Work request: Reproduce the data below word for word.

Working data:
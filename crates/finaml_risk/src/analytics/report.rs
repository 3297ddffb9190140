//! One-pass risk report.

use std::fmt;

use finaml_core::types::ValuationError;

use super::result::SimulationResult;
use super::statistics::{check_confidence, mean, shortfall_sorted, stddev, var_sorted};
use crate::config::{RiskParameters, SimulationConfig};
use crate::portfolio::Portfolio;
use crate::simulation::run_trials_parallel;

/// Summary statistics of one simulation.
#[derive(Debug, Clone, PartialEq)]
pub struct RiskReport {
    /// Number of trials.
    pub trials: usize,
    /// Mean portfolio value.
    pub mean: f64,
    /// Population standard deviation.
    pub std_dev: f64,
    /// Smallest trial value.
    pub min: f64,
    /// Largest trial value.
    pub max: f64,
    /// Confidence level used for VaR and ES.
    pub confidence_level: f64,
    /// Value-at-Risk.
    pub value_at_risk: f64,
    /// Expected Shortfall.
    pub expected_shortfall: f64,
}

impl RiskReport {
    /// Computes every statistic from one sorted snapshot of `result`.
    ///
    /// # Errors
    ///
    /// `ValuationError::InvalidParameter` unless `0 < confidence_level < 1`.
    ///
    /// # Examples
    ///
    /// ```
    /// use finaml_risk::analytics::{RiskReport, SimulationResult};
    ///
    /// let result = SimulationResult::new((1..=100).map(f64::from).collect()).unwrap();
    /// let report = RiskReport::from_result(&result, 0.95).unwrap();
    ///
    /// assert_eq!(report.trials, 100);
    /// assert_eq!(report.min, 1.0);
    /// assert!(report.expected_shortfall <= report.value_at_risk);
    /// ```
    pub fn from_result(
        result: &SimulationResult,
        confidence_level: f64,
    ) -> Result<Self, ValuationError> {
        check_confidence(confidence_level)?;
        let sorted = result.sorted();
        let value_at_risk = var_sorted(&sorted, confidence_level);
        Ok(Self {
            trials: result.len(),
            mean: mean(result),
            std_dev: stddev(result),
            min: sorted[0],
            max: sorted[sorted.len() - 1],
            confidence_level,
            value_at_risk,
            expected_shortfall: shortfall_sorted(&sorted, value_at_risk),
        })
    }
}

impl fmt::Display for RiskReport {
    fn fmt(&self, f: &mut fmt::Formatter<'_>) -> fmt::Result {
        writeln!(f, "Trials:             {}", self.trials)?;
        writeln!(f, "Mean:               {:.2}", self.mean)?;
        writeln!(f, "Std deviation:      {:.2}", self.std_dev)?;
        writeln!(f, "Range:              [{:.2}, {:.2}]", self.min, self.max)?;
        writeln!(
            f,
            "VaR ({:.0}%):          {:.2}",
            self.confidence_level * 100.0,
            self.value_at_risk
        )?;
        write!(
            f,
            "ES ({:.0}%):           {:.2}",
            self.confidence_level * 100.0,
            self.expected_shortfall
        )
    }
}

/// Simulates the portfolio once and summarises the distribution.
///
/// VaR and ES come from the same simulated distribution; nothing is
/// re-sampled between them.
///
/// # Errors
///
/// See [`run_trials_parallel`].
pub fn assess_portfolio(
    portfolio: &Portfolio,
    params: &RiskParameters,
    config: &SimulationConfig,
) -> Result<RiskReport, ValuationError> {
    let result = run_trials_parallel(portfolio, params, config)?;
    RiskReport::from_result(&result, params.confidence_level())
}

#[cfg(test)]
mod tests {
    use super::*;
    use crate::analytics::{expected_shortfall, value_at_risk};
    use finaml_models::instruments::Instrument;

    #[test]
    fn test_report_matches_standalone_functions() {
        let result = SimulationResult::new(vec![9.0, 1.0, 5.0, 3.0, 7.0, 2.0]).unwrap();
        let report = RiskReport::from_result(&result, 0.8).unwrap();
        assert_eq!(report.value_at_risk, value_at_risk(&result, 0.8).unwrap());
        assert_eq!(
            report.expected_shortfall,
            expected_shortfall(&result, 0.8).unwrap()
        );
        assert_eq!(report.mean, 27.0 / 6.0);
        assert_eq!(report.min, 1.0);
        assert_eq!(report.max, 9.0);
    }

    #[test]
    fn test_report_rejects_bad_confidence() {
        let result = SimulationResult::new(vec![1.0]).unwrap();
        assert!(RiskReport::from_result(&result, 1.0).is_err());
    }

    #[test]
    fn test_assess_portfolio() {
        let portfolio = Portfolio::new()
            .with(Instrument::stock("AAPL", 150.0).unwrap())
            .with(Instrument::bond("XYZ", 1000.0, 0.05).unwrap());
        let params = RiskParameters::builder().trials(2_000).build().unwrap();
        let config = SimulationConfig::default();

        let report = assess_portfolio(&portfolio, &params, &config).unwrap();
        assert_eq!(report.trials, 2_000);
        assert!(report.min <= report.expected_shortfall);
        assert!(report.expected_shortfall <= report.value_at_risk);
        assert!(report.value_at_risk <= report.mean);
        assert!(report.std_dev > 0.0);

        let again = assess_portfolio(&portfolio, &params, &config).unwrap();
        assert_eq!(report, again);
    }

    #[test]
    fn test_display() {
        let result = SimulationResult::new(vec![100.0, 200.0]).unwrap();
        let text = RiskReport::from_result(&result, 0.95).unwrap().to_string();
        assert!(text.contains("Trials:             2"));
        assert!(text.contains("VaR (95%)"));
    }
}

Answer space:
filename crates/finaml_risk/src/analytics/report.rs
repository 3297ddffb9190140
//! One-pass risk report.

use std::fmt;

use finaml_core::types::ValuationError;

use super::result::SimulationResult;
use super::statistics::{check_confidence, mean, shortfall_sorted, stddev, var_sorted};
use crate::config::{RiskParameters, SimulationConfig};
use crate::portfolio::Portfolio;
use crate::simulation::run_trials_parallel;

/// Summary statistics of one simulation.
#[derive(Debug, Clone, PartialEq)]
pub struct RiskReport {
    /// Number of trials.
    pub trials: usize,
    /// Mean portfolio value.
    pub mean: f64,
    /// Population standard deviation.
    pub std_dev: f64,
    /// Smallest trial value.
    pub min: f64,
    /// Largest trial value.
    pub max: f64,
    /// Confidence level used for VaR and ES.
    pub confidence_level: f64,
    /// Value-at-Risk.
    pub value_at_risk: f64,
    /// Expected Shortfall.
    pub expected_shortfall: f64,
}

impl RiskReport {
    /// Computes every statistic from one sorted snapshot of `result`.
    ///
    /// # Errors
    ///
    /// `ValuationError::InvalidParameter` unless `0 < confidence_level < 1`.
    ///
    /// # Examples
    ///
    /// ```
    /// use finaml_risk::analytics::{RiskReport, SimulationResult};
    ///
    /// let result = SimulationResult::new((1..=100).map(f64::from).collect()).unwrap();
    /// let report = RiskReport::from_result(&result, 0.95).unwrap();
    ///
    /// assert_eq!(report.trials, 100);
    /// assert_eq!(report.min, 1.0);
    /// assert!(report.expected_shortfall <= report.value_at_risk);
    /// ```
    pub fn from_result(
        result: &SimulationResult,
        confidence_level: f64,
    ) -> Result<Self, ValuationError> {
        check_confidence(confidence_level)?;
        let sorted = result.sorted();
        let value_at_risk = var_sorted(&sorted, confidence_level);
        Ok(Self {
            trials: result.len(),
            mean: mean(result),
            std_dev: stddev(result),
            min: sorted[0],
            max: sorted[sorted.len() - 1],
            confidence_level,
            value_at_risk,
            expected_shortfall: shortfall_sorted(&sorted, value_at_risk),
        })
    }
}

impl fmt::Display for RiskReport {
    fn fmt(&self, f: &mut fmt::Formatter<'_>) -> fmt::Result {
        writeln!(f, "Trials:             {}", self.trials)?;
        writeln!(f, "Mean:               {:.2}", self.mean)?;
        writeln!(f, "Std deviation:      {:.2}", self.std_dev)?;
        writeln!(f, "Range:              [{:.2}, {:.2}]", self.min, self.max)?;
        writeln!(
            f,
            "VaR ({:.0}%):          {:.2}",
            self.confidence_level * 100.0,
            self.value_at_risk
        )?;
        write!(
            f,
            "ES ({:.0}%):           {:.2}",
            self.confidence_level * 100.0,
            self.expected_shortfall
        )
    }
}

/// Simulates the portfolio once and summarises the distribution.
///
/// VaR and ES come from the same simulated distribution; nothing is
/// re-sampled between them.
///
/// # Errors
///
/// See [`run_trials_parallel`].
pub fn assess_portfolio(
    portfolio: &Portfolio,
    params: &RiskParameters,
    config: &SimulationConfig,
) -> Result<RiskReport, ValuationError> {
    let result = run_trials_parallel(portfolio, params, config)?;
    RiskReport::from_result(&result, params.confidence_level())
}

#[cfg(test)]
mod tests {
    use super::*;
    use crate::analytics::{expected_shortfall, value_at_risk};
    use finaml_models::instruments::Instrument;

    #[test]
    fn test_report_matches_standalone_functions() {
        let result = SimulationResult::new(vec![9.0, 1.0, 5.0, 3.0, 7.0, 2.0]).unwrap();
        let report = RiskReport::from_result(&result, 0.8).unwrap();
        assert_eq!(report.value_at_risk, value_at_risk(&result, 0.8).unwrap());
        assert_eq!(
            report.expected_shortfall,
            expected_shortfall(&result, 0.8).unwrap()
        );
        assert_eq!(report.mean, 27.0 / 6.0);
        assert_eq!(report.min, 1.0);
        assert_eq!(report.max, 9.0);
    }

    #[test]
    fn test_report_rejects_bad_confidence() {
        let result = SimulationResult::new(vec![1.0]).unwrap();
        assert!(RiskReport::from_result(&result, 1.0).is_err());
    }

    #[test]
    fn test_assess_portfolio() {
        let portfolio = Portfolio::new()
            .with(Instrument::stock("AAPL", 150.0).unwrap())
            .with(Instrument::bond("XYZ", 1000.0, 0.05).unwrap());
        let params = RiskParameters::builder().trials(2_000).build().unwrap();
        let config = SimulationConfig::default();

        let report = assess_portfolio(&portfolio, &params, &config).unwrap();
        assert_eq!(report.trials, 2_000);
        assert!(report.min <= report.expected_shortfall);
        assert!(report.expected_shortfall <= report.value_at_risk);
        assert!(report.value_at_risk <= report.mean);
        assert!(report.std_dev > 0.0);

        let again = assess_portfolio(&portfolio, &params, &config).unwrap();
        assert_eq!(report, again);
    }

    #[test]
    fn test_display() {
        let result = SimulationResult::new(vec![100.0, 200.0]).unwrap();
        let text = RiskReport::from_result(&result, 0.95).unwrap().to_string();
        assert!(text.contains("Trials:             2"));
        assert!(text.contains("VaR (95%)"));
    }
}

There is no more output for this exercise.